In the interwar period, all political and ideological currents used the legacy of the First World War for their own ends, often completely contradictory, because this rich source of violent images and metaphors of destruction proved very malleable. But the fact that the memory of the massacres of such divergent interests was spread introduced a violent dimension into post-war political discourse, channeling it into a constant preoccupation with human and material devastation. Of course, the glorification of war took many forms after 1918. The most visible and emotionally powerful was the commemoration of the fallen soldiers. While these public symbols of mourning expressed implicit or, more rarely, explicit criticism of the war, they also sought to make more sense of soldiers` deaths, obscuring the fact that the war had largely been about senseless carnage. The sacrifice was thus glorified while its context was reshaped to enhance the nobility of its victims. Since commemoration is more about giving meaning and purpose to the past than simply remembering it, the official commemoration of millions of fallen young men could not help but give retrospective meaning to the war in which their lives were wasted for the benefit of the living. When the war finally ended, veterans felt an even greater need to make sense of it. This does not mean that they all glorified the war, but on the whole, most seem to have glorified their own experiences and those of their comrades, even if they opposed the war itself. Here, a paradox was of considerable importance, because opposition to war, even pacifism, shared an important element with extremism and militarism, namely the glorification of the individual soldier, whether as a ruthless fighter or as an unfortunate victim. Some hoped that the common destiny of veterans would become a formula for unity, national and international peace. But as we know, exactly the opposite happened, not least because all these soldiers had years of fear and atrocities, murder and mutilation in common. It was a treacherous basis for peace.

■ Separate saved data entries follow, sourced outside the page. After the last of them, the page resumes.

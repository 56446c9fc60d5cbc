mod cache;
mod fetch;
mod paging;
mod ranking;

pub use cache::{build_cache_key, cache_key_hash, namespace_prefix};
pub use fetch::FetchPlan;
pub use paging::total_pages;
pub use ranking::ScoredListing;

use std::str::FromStr;

use serde::{Deserialize, Serialize};

use souk_domain::{
	filter::ListingFilter,
	listing::{Condition, Listing},
	query::QuerySpec,
	similarity::ScoringWeights,
	sort::SortMode,
	text::NormalizedQuery,
};

use crate::{Error, Result, SoukService};

/// Raw query-string parameters. Every field is optional and parsed leniently.
#[derive(Debug, Clone, Default, Serialize, Deserialize)]
#[serde(rename_all = "camelCase")]
pub struct SearchRequest {
	pub q: Option<String>,
	pub category: Option<String>,
	pub subcategory: Option<String>,
	pub location: Option<String>,
	pub condition: Option<String>,
	#[serde(alias = "min_price")]
	pub min_price: Option<String>,
	#[serde(alias = "max_price")]
	pub max_price: Option<String>,
	#[serde(alias = "sort")]
	pub sort_by: Option<String>,
	pub page: Option<String>,
	pub limit: Option<String>,
}
impl SearchRequest {
	/// Builds a request from decoded query pairs. The first occurrence of a key wins; unknown
	/// keys are ignored.
	pub fn from_pairs<I, K, V>(pairs: I) -> Self
	where
		I: IntoIterator<Item = (K, V)>,
		K: AsRef<str>,
		V: Into<String>,
	{
		let mut req = Self::default();

		for (key, value) in pairs {
			let slot = match key.as_ref() {
				"q" => &mut req.q,
				"category" => &mut req.category,
				"subcategory" => &mut req.subcategory,
				"location" => &mut req.location,
				"condition" => &mut req.condition,
				"minPrice" | "min_price" => &mut req.min_price,
				"maxPrice" | "max_price" => &mut req.max_price,
				"sortBy" | "sort" => &mut req.sort_by,
				"page" => &mut req.page,
				"limit" => &mut req.limit,
				_ => continue,
			};

			if slot.is_none() {
				*slot = Some(value.into());
			}
		}

		req
	}
}

#[derive(Debug, Clone, PartialEq, Serialize, Deserialize)]
#[serde(rename_all = "camelCase")]
pub struct SearchResponse {
	pub listings: Vec<Listing>,
	pub total: u64,
	pub page: u32,
	pub total_pages: u64,
	/// Relevance ranking only saw the first `max_candidates` matches, so deep pages may be short.
	pub candidate_window_truncated: bool,
}

impl SoukService {
	pub async fn search(&self, req: SearchRequest) -> Result<SearchResponse> {
		let spec = self.parse_request(&req)?;

		self.search_spec(&spec).await
	}

	/// Turns raw parameters into a [`QuerySpec`], falling back to defaults for anything
	/// unparseable. Only an over-long query is an error.
	pub fn parse_request(&self, req: &SearchRequest) -> Result<QuerySpec> {
		let cfg = &self.cfg.search;
		let text = trimmed(req.q.as_deref());

		if let Some(text) = text.as_deref()
			&& text.chars().count() > cfg.max_query_chars as usize
		{
			return Err(Error::QueryTooLong { max_chars: cfg.max_query_chars });
		}

		let page = parse_lenient::<u32>(req.page.as_deref()).unwrap_or(1).max(1);
		let limit = parse_lenient::<u32>(req.limit.as_deref())
			.unwrap_or(cfg.default_limit)
			.clamp(1, cfg.max_limit);

		Ok(QuerySpec {
			text,
			category: trimmed(req.category.as_deref()),
			subcategory: trimmed(req.subcategory.as_deref()),
			location: trimmed(req.location.as_deref()),
			condition: parse_lenient::<Condition>(req.condition.as_deref()),
			min_price: parse_lenient::<i64>(req.min_price.as_deref()),
			max_price: parse_lenient::<i64>(req.max_price.as_deref()),
			sort: parse_lenient::<SortMode>(req.sort_by.as_deref()).unwrap_or_default(),
			page,
			limit,
		})
	}

	pub async fn search_spec(&self, spec: &QuerySpec) -> Result<SearchResponse> {
		let cfg = &self.cfg.search;

		if let Some(text) = spec.text.as_deref()
			&& text.chars().count() > cfg.max_query_chars as usize
		{
			return Err(Error::QueryTooLong { max_chars: cfg.max_query_chars });
		}

		let query = NormalizedQuery::new(spec.text.as_deref().unwrap_or(""), cfg.max_tokens as usize);
		let filter = ListingFilter::build(spec, &query)?;
		let cache_key = if cfg.cache.enabled {
			Some(build_cache_key(&cfg.cache.namespace, spec, &query))
		} else {
			None
		};

		if let Some(key) = cache_key.as_deref()
			&& let Some(cached) = self.read_cached(key).await
		{
			return Ok(cached);
		}

		let response = self.execute(spec, &query, &filter).await?;

		if let Some(key) = cache_key.as_deref() {
			self.store_cached(key, &response).await;
		}

		Ok(response)
	}

	async fn execute(
		&self,
		spec: &QuerySpec,
		query: &NormalizedQuery,
		filter: &ListingFilter,
	) -> Result<SearchResponse> {
		let cfg = &self.cfg.search;
		let plan = FetchPlan::for_query(spec, query, &cfg.candidates);
		let candidates = fetch::fetch_candidates(self.store.as_ref(), filter, &plan).await?;
		let candidate_count = candidates.listings.len();
		let listings = if plan.scored {
			let weights = ScoringWeights {
				dice: cfg.scoring.dice_weight,
				token: cfg.scoring.token_weight,
				substring_bonus: cfg.scoring.substring_bonus,
			};
			let mut scored = ranking::score_candidates(candidates.listings, query, &weights);

			ranking::rank_scored(&mut scored);

			paging::page_slice(scored, spec.skip(), u64::from(spec.limit))
				.into_iter()
				.map(|item| item.listing)
				.collect()
		} else {
			candidates.listings
		};

		tracing::info!(
			candidate_count,
			total = candidates.total,
			scored = plan.scored,
			truncated = candidates.truncated,
			page = spec.page,
			returned = listings.len(),
			"Search completed."
		);

		Ok(SearchResponse {
			listings,
			total: candidates.total,
			page: spec.page,
			total_pages: total_pages(candidates.total, spec.limit),
			candidate_window_truncated: candidates.truncated,
		})
	}

	async fn read_cached(&self, key: &str) -> Option<SearchResponse> {
		let cache_cfg = &self.cfg.search.cache;
		let cache_kind = self.cache.kind();

		match self.cache.get(key).await {
			Ok(Some(value)) => {
				let payload_size = cache::payload_size(&value).unwrap_or_default();

				match cache::decode_payload(value) {
					Ok(response) => {
						tracing::info!(
							cache_kind,
							cache_key_hash = cache_key_hash(key),
							hit = true,
							payload_size,
							ttl_seconds = cache_cfg.ttl_seconds,
							"Cache hit."
						);

						Some(response)
					},
					Err(err) => {
						tracing::warn!(
							error = %err,
							cache_kind,
							cache_key_hash = cache_key_hash(key),
							"Cache payload decode failed."
						);

						None
					},
				}
			},
			Ok(None) => {
				tracing::info!(
					cache_kind,
					cache_key_hash = cache_key_hash(key),
					hit = false,
					payload_size = 0_u64,
					ttl_seconds = cache_cfg.ttl_seconds,
					"Cache miss."
				);

				None
			},
			Err(err) => {
				tracing::warn!(
					error = %err,
					cache_kind,
					cache_key_hash = cache_key_hash(key),
					"Cache read failed."
				);

				None
			},
		}
	}

	async fn store_cached(&self, key: &str, response: &SearchResponse) {
		let cache_cfg = &self.cfg.search.cache;
		let cache_kind = self.cache.kind();
		let payload = match cache::encode_payload(response) {
			Ok(value) => value,
			Err(err) => {
				tracing::warn!(
					error = %err,
					cache_kind,
					cache_key_hash = cache_key_hash(key),
					"Cache payload encode failed."
				);

				return;
			},
		};
		let payload_size = match cache::payload_size(&payload) {
			Ok(size) => size,
			Err(err) => {
				tracing::warn!(
					error = %err,
					cache_kind,
					cache_key_hash = cache_key_hash(key),
					"Cache payload encode failed."
				);

				return;
			},
		};

		if let Some(max) = cache_cfg.max_payload_bytes
			&& payload_size as u64 > max
		{
			tracing::warn!(
				cache_kind,
				cache_key_hash = cache_key_hash(key),
				hit = false,
				payload_size,
				ttl_seconds = cache_cfg.ttl_seconds,
				"Cache payload skipped due to size."
			);

			return;
		}

		let ttl = time::Duration::seconds(cache_cfg.ttl_seconds);

		match self.cache.set(key, &payload, ttl).await {
			Ok(()) => {
				tracing::info!(
					cache_kind,
					cache_key_hash = cache_key_hash(key),
					hit = false,
					payload_size,
					ttl_seconds = cache_cfg.ttl_seconds,
					"Cache stored."
				);
			},
			Err(err) => {
				tracing::warn!(
					error = %err,
					cache_kind,
					cache_key_hash = cache_key_hash(key),
					"Cache write failed."
				);
			},
		}
	}
}

fn trimmed(value: Option<&str>) -> Option<String> {
	value.map(str::trim).filter(|value| !value.is_empty()).map(str::to_string)
}

fn parse_lenient<T>(value: Option<&str>) -> Option<T>
where
	T: FromStr,
{
	value.map(str::trim).and_then(|value| value.parse().ok())
}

After the First World War, both types of mourning and attribution of meaning to death were common features of the vast and unprecedented wave of commemoration that swept Europe, although the balance between the two varied from nation to nation. But if public commemoration naturally tends to emphasize collective sacrifice for the national cause, it seems increasingly marked by the search for a new individual heroism. This synthesis between the collective and the particular was directly linked to the emergence of mass society, the immense conscription armies and total war, a context in which there was no longer any place for the traditional hero, whose ultimate sacrifice was inscribed in his destiny and inherent in his existence. The First World War ushered in the glorification of the base, which in countries such as Britain and France expressed itself in the erection of national monuments to the Unknown Soldier. Here is a figure representing both the individual and the masses: glorified by the nation, he also represented the masses sent to their deaths and quickly forgotten. Thus, he gave a face to anonymity by personifying and glorifying precisely those masses who had no place in public memory; In other words, by remembering, the unknown soldier legitimized forgetfulness. The figure of the unknown soldier thus made it possible to move from the inflated and largely discredited rhetoric of the abstract nation to the individual, but presented the individual as a soldier who, by definition, had no specific traits and characteristics, and therefore embodied the nation. For all that was known about this “unknown” character was his status as a soldier, his gender and his nationality (or “race”). Thanks to him, the nation was able to present itself as the place of resurrection and, thanks to the sacrifice of its sons, to return from the valley of death.
It was this identification of the living nation with its anonymous but glorified dead soldiers that offered a way to cope with the trauma of war and normalized haunting images of the dead returning from the endless cemeteries where they now lived, for the desire for the return of the dead mixed with a healthy dose of shame and anxiety. At the end of the war, people wanted to return to normal as soon as possible, bury the dead and then continue to live. But the presence of so much death and grief also led to a wave of mysticism, spiritualism and occultism. The unknown soldier fulfilled the requirement to focus both on the suffering and sacrifice of the person for whom there was a great need, and to distance himself from a particular member of the fallen family or community.